Israeli Lawmakers To Launch Annexation Push Just Two Days After Trump Inauguration

The Israeli settlement of Maale Adumimin in the West Bank. Image by Getty Images
Right wing Israeli lawmakers will waste no time advancing a bill to annex part of the West Bank after Donald Trump’s inauguration as U.S. president, believing that the incoming administration will be sympathetic toward settlement building in the occupied territory.
Knesset Members Yoav Kish from the ruling Likud party and Bezalel Smotrich from the ultra-right Jewish Home party plan to introduce a bill on January 22, just two days after Trump’s inauguration.
The bill would annex Maale Adumim, a settlement outside Jerusalem of more than 37,000. Maale Adumim is one of the settlement blocs Israel would bargain to keep in negotiations over a two-state solution.
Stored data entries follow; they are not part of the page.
//! Property tests for the contact pipeline

use glam::Vec2;
use proptest::prelude::*;

use peg_drop::sim::{Body, circle_circle_contact, resolve_contact, resolve_penetration};

fn body_at(pos: Vec2, radius: f32, mass: f32) -> Body {
    Body::new(pos.x, pos.y, radius, mass).unwrap()
}

proptest! {
    /// Circles farther apart than the sum of radii never produce a contact.
    #[test]
    fn separated_circles_never_contact(
        ra in 1.0f32..50.0,
        rb in 1.0f32..50.0,
        gap in 0.1f32..100.0,
        angle in 0.0f32..std::f32::consts::TAU,
    ) {
        let a = body_at(Vec2::ZERO, ra, 1.0);
        let dir = Vec2::from_angle(angle);
        let b = body_at(dir * (ra + rb + gap), rb, 1.0);

        prop_assert!(circle_circle_contact(&a, &b).is_none());
    }

    /// After positional correction, two dynamic bodies no longer overlap.
    #[test]
    fn penetration_resolution_separates(
        ra in 1.0f32..50.0,
        rb in 1.0f32..50.0,
        ma in 0.1f32..10.0,
        mb in 0.1f32..10.0,
        overlap in 0.0f32..0.99,
        angle in 0.0f32..std::f32::consts::TAU,
    ) {
        let sum = ra + rb;
        let mut a = body_at(Vec2::ZERO, ra, ma);
        let mut b = body_at(Vec2::from_angle(angle) * (sum * overlap), rb, mb);

        let contact = circle_circle_contact(&a, &b).unwrap();
        resolve_penetration(&mut a, &mut b, &contact);

        let dist = (b.pos - a.pos).length();
        prop_assert!(dist >= sum - sum * 1e-4 - 1e-3, "dist {} < {}", dist, sum);
    }

    /// Impulse resolution conserves linear momentum for dynamic pairs.
    #[test]
    fn impulse_resolution_conserves_momentum(
        ma in 0.1f32..10.0,
        mb in 0.1f32..10.0,
        vax in -100.0f32..100.0, vay in -100.0f32..100.0,
        vbx in -100.0f32..100.0, vby in -100.0f32..100.0,
        overlap in 0.0f32..0.99,
        e in 0.0f32..=1.0,
    ) {
        let mut a = Body::with_restitution(0.0, 0.0, 10.0, ma, e).unwrap();
        a.vel = Vec2::new(vax, vay);
        let mut b = Body::with_restitution(20.0 * overlap, 0.0, 10.0, mb, e).unwrap();
        b.vel = Vec2::new(vbx, vby);

        let before = a.vel * ma + b.vel * mb;

        let contact = circle_circle_contact(&a, &b).unwrap();
        resolve_contact(&mut a, &mut b, &contact);

        let after = a.vel * ma + b.vel * mb;
        let drift = (after - before).length();
        prop_assert!(
            drift <= 1e-2 * (1.0 + before.length()),
            "momentum drift {}",
            drift
        );
    }

    /// Kinetic energy never increases through an impulse with restitution <= 1.
    #[test]
    fn impulse_resolution_never_adds_energy(
        ma in 0.1f32..10.0,
        mb in 0.1f32..10.0,
        vax in -100.0f32..100.0, vay in -100.0f32..100.0,
        vbx in -100.0f32..100.0, vby in -100.0f32..100.0,
        overlap in 0.0f32..0.99,
        e in 0.0f32..=1.0,
    ) {
        let mut a = Body::with_restitution(0.0, 0.0, 10.0, ma, e).unwrap();
        a.vel = Vec2::new(vax, vay);
        let mut b = Body::with_restitution(20.0 * overlap, 0.0, 10.0, mb, e).unwrap();
        b.vel = Vec2::new(vbx, vby);

        let ke = |a: &Body, b: &Body| {
            0.5 * ma * a.vel.length_squared() + 0.5 * mb * b.vel.length_squared()
        };
        let before = ke(&a, &b);

        let contact = circle_circle_contact(&a, &b).unwrap();
        resolve_contact(&mut a, &mut b, &contact);

        let after = ke(&a, &b);
        prop_assert!(
            after <= before + 1e-2 * (1.0 + before),
            "energy rose from {} to {}",
            before,
            after
        );
    }

    /// No force, impulse, or timestep moves a static body.
    #[test]
    fn static_bodies_are_invariant(
        fx in -1e4f32..1e4, fy in -1e4f32..1e4,
        jx in -1e4f32..1e4, jy in -1e4f32..1e4,
        dt in 0.0f32..10.0,
    ) {
        let mut peg = body_at(Vec2::new(45.0, 100.0), 5.0, 0.0);
        peg.apply_force(Vec2::new(fx, fy));
        peg.apply_impulse(Vec2::new(jx, jy));
        peg.integrate(dt);

        prop_assert_eq!(peg.pos, Vec2::new(45.0, 100.0));
        prop_assert_eq!(peg.vel, Vec2::ZERO);
    }
}
use crate::error::PaymentResult;
use crate::repo::payment_store::PaymentStore;
use std::sync::Arc;

#[derive(Debug, Clone, Copy, PartialEq, Eq)]
pub enum ApplyOutcome {
    Updated,
    /// No record carries the id; the notification is still acknowledged.
    Unmatched,
}

/// Writes processor-reported statuses. Callers must have verified the notification.
#[derive(Clone)]
pub struct StatusUpdater {
    pub store: Arc<dyn PaymentStore>,
}

impl StatusUpdater {
    pub async fn apply(&self, txn_id: &str, status: &str) -> PaymentResult<ApplyOutcome> {
        let affected = self.store.update_status_by_txn_id(txn_id, status).await?;
        if affected == 0 {
            tracing::warn!(txn_id = %txn_id, status = %status, "notification for unknown transaction");
            return Ok(ApplyOutcome::Unmatched);
        }

        tracing::info!(txn_id = %txn_id, status = %status, "payment status updated");
        Ok(ApplyOutcome::Updated)
    }
}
According to Haaretz, Smotrich called annexation a “gift the people of Israel deserve in honor of President Trump’s swearing-in and a needed change in policy in Judea and Samaria,” the biblical terms for the West Bank.
Ahmed Tibi, a lawmaker with the Joint Arab List, said that the legislation would make Israel into an apartheid state.
An unnamed senior Likud source told Haaretz Israeli Prime Minister Benjamin Netanyahu would likely not the law.